Question

In an experiment 1.0912 g of ferric oxide is reacted with 0.4373 g of carbon monoxide gas according to the equation:
Fe2O3 + CO ==> Fe + CO2.

A. What is the limiting reactant?
B. What mass of the other reactant is in exess?
C. What mass of iron is produced?

Answer 1

@Gabebro13

Answer 2

Um... I don't know how to help with this... 0_0

Answer 3

Sorry...

Answer 4

First let's balance the equation:

\[Fe_{2}O_{3}+3CO \rightarrow 2Fe+3CO_{2}\]
To find the limiting reagent, we first need to find how many moles (n) of each reactant we have. To do this we divide mass by molar mass for each reactant:

\[n_{Fe_{2}O_{3}}=\frac{ 1.0912 \space g}{ 160 \space g/mol }=0.00682 \space mol\]
\[n_{CO}=\frac{0.4373 \space g}{28 \space g/mol}=0.01562 \space mol\]
From the balanced equation, we know there needs to be 3 times as much CO as Fe2O3, since it takes 3 moles of CO to react with every mole of Fe2O3. When we divide our moles of CO by 3, we get 0.00521 mol, which is how much Fe2O3 our sample of CO can react with. Since we have more Fe2O3 than that, some Fe2O3 will remain after the reaction is complete and so CO is the limiting reagent.
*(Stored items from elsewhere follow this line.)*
//! SQLite migration registry and executor.
//!
//! # Responsibility
//! - Register schema migrations in strictly increasing order.
//! - Apply pending migrations atomically.
//!
//! # Invariants
//! - `version` values must remain monotonic.
//! - Applied migration version is mirrored to `PRAGMA user_version`.

use crate::db::{DbError, DbResult};
use log::info;
use rusqlite::Connection;

#[derive(Debug, Clone, Copy)]
struct Migration {
    version: u32,
    sql: &'static str,
}

const MIGRATIONS: &[Migration] = &[Migration {
    version: 1,
    sql: include_str!("0001_snapshots.sql"),
}];

/// Returns the latest migration version known by this binary.
pub fn latest_version() -> u32 {
    MIGRATIONS.last().map_or(0, |migration| migration.version)
}

/// Applies all pending migrations on the provided connection.
pub fn apply_migrations(conn: &mut Connection) -> DbResult<()> {
    let current_version = current_user_version(conn)?;
    let latest = latest_version();

    if current_version > latest {
        return Err(DbError::UnsupportedSchemaVersion {
            db_version: current_version,
            latest_supported: latest,
        });
    }

    if current_version == latest {
        return Ok(());
    }

    let tx = conn.transaction()?;
    for migration in MIGRATIONS
        .iter()
        .filter(|migration| migration.version > current_version)
    {
        tx.execute_batch(migration.sql)?;
        tx.execute_batch(&format!("PRAGMA user_version = {};", migration.version))?;
    }
    tx.commit()?;

    info!(
        "event=db_migrate module=db status=ok from_version={} to_version={}",
        current_version, latest
    );
    Ok(())
}

fn current_user_version(conn: &Connection) -> DbResult<u32> {
    let version = conn.query_row("PRAGMA user_version;", [], |row| row.get::<_, u32>(0))?;
    Ok(version)
}
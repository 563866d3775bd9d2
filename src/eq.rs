//! Deep structural equality over syntax trees.
//!
//! The comparator walks two trees in lock-step and decides equality
//! attribute-by-attribute: variant tags must match, then the comment channel,
//! then every attribute of the shared variant, recursing through child nodes
//! and sequences. Instance identity is only used as a short-circuit — a
//! shared `Arc` subtree is equal to itself without being re-walked — never as
//! a requirement, so a freshly built copy of a tree compares equal to the
//! original.
//!
//! The walk is a pure function over its two inputs: no mutation, no state,
//! no locking. Callers own the trees and must not mutate them concurrently
//! with a comparison. Stack use grows with tree depth.

use std::sync::Arc;

use tracing::trace;

use crate::ast::{Node, NodeBase, NodeVector};

/// Compares two optional node references for structural equality.
///
/// Absent compares equal to absent and unequal to any present node; two
/// present nodes are equal iff they are the same instance or every attribute
/// matches recursively.
///
/// # Examples
/// ```
/// use java_ast::{Node, equals};
///
/// let a = Node::integer_literal("1");
/// let b = Node::integer_literal("1");
/// let c = Node::integer_literal("01");
/// assert!(equals(Some(&a), Some(&b)));
/// assert!(!equals(Some(&a), Some(&c)));
/// assert!(equals(None, None));
/// assert!(!equals(Some(&a), None));
/// ```
pub fn equals(n1: Option<&Arc<Node>>, n2: Option<&Arc<Node>>) -> bool {
    let result = opt_node_equals(n1, n2);
    trace!(result, "structural equality check");
    result
}

/// Equality between two nodes known to be present.
pub(crate) fn node_equals(n1: &Node, n2: &Node) -> bool {
    if std::ptr::eq(n1, n2) {
        return true;
    }
    if n1.kind() != n2.kind() {
        return false;
    }
    if !common_equality(n1.base(), n2.base()) {
        return false;
    }
    variant_equals(n1, n2)
}

/// Equality that applies to each kind of node: the attached comment, then
/// the orphan-comment sequence. Order matters for orphan comments.
fn common_equality(b1: &NodeBase, b2: &NodeBase) -> bool {
    opt_node_equals(b1.comment(), b2.comment())
        && nodes_equals(b1.orphan_comments(), b2.orphan_comments())
}

fn arc_equals(n1: &Arc<Node>, n2: &Arc<Node>) -> bool {
    Arc::ptr_eq(n1, n2) || node_equals(n1, n2)
}

fn opt_node_equals(n1: Option<&Arc<Node>>, n2: Option<&Arc<Node>>) -> bool {
    match (n1, n2) {
        (Some(a), Some(b)) => arc_equals(a, b),
        (None, None) => true,
        _ => false,
    }
}

/// The one canonical ordered-sequence equality: equal length and every
/// index-aligned pair node-equal, stopping at the first mismatch. No
/// reordering tolerance.
fn nodes_equals(v1: &NodeVector, v2: &NodeVector) -> bool {
    if v1.len() != v2.len() {
        return false;
    }
    v1.iter().zip(v2.iter()).all(|(a, b)| arc_equals(a, b))
}

/// An absent sequence is not the same as a present-but-empty one.
fn opt_nodes_equals(v1: Option<&NodeVector>, v2: Option<&NodeVector>) -> bool {
    match (v1, v2) {
        (Some(a), Some(b)) => nodes_equals(a, b),
        (None, None) => true,
        _ => false,
    }
}
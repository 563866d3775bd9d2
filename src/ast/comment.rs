//! Helpers for the comment variants of the tree.
//!
//! Comments are ordinary nodes so they can participate in structural
//! equality, either attached to a node or kept as orphans. This module
//! provides the read-side conveniences on top of that: content access and
//! documentation-text extraction for Javadoc comments.

use super::node_types::Node;

impl Node {
    /// Whether this node is one of the comment variants.
    pub fn is_comment(&self) -> bool {
        matches!(
            self,
            Node::LineComment { .. } | Node::BlockComment { .. } | Node::JavadocComment { .. }
        )
    }

    /// Returns the raw comment content, without delimiters.
    ///
    /// `None` for non-comment nodes.
    pub fn comment_content(&self) -> Option<&str> {
        match self {
            Node::LineComment { content, .. }
            | Node::BlockComment { content, .. }
            | Node::JavadocComment { content, .. } => Some(content),
            _ => None,
        }
    }

    /// Whether this node is a documentation comment.
    pub fn is_doc_comment(&self) -> bool {
        matches!(self, Node::JavadocComment { .. })
    }

    /// Returns the documentation text of a Javadoc comment with the
    /// decoration stripped: the leading `*` of each continuation line is
    /// removed and the lines are re-joined.
    ///
    /// `None` for anything that is not a Javadoc comment.
    pub fn doc_text(&self) -> Option<String> {
        let Node::JavadocComment { content, .. } = self else {
            return None;
        };

        Some(
            content
                .lines()
                .map(|line| line.trim_start().trim_start_matches('*').trim())
                .filter(|line| !line.is_empty())
                .collect::<Vec<_>>()
                .join("\n"),
        )
    }
}
//! Structural model of Java syntax trees with deep, comment-aware node
//! equality.
//!
//! Two trees compare equal when they have the same shape and attribute
//! content, independent of where the nodes came from or which instances
//! carry them. Source positions never participate; comments do. The
//! comparison is a pure function and a shared subtree short-circuits on
//! identity, so re-parsed, de-duplicated, and cache-validated trees can all
//! be checked with the same operation.

pub mod ast;
pub mod eq;

pub use ast::{Node, NodeBase, NodeKind, NodeVector};
pub use eq::equals;
// AST node module
//
// The tree model is split into focused submodules:
//
// - node_types: the closed Node enum, NodeBase, and supporting scalar types
// - node_impl: variant tags, accessors, factories, and trait implementations
// - comment: content helpers for the comment variants

pub mod comment;
pub mod node_impl;
pub mod node_types;

pub use node_impl::{NodeKind, node_vector};
pub use node_types::*;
So, we know from above the 0.00521 mol of Fe2O3 is used up out of 0.00682 mol total. This means there will be 0.00682 - 0.00521 = 0.00161 mol of Fe2O3 remaining. Multiply by the molar mass to get the mass that remains: 0.00161 x 160 = 0.2576 g.

Now to find the mass of iron produced. From the balanced equation, we know 2 moles of Fe are produced for every 3 moles of CO used up (they react in a 2:3 ratio). That means we can set up this equation using our known moles of CO:

\[\frac{x \space mol \space Fe}{0.01562 \space mol \space CO}=\frac{2 \space mol \space Fe}{3 \space mol \space CO}\]
\[x=0.01041 \space mol\]
We know the moles of Fe now, so just multiply by the molar mass to find the mass: 0.01041 x 56 = 0.5830 g.

And that's it! If you have any questions about any of this, please let me know!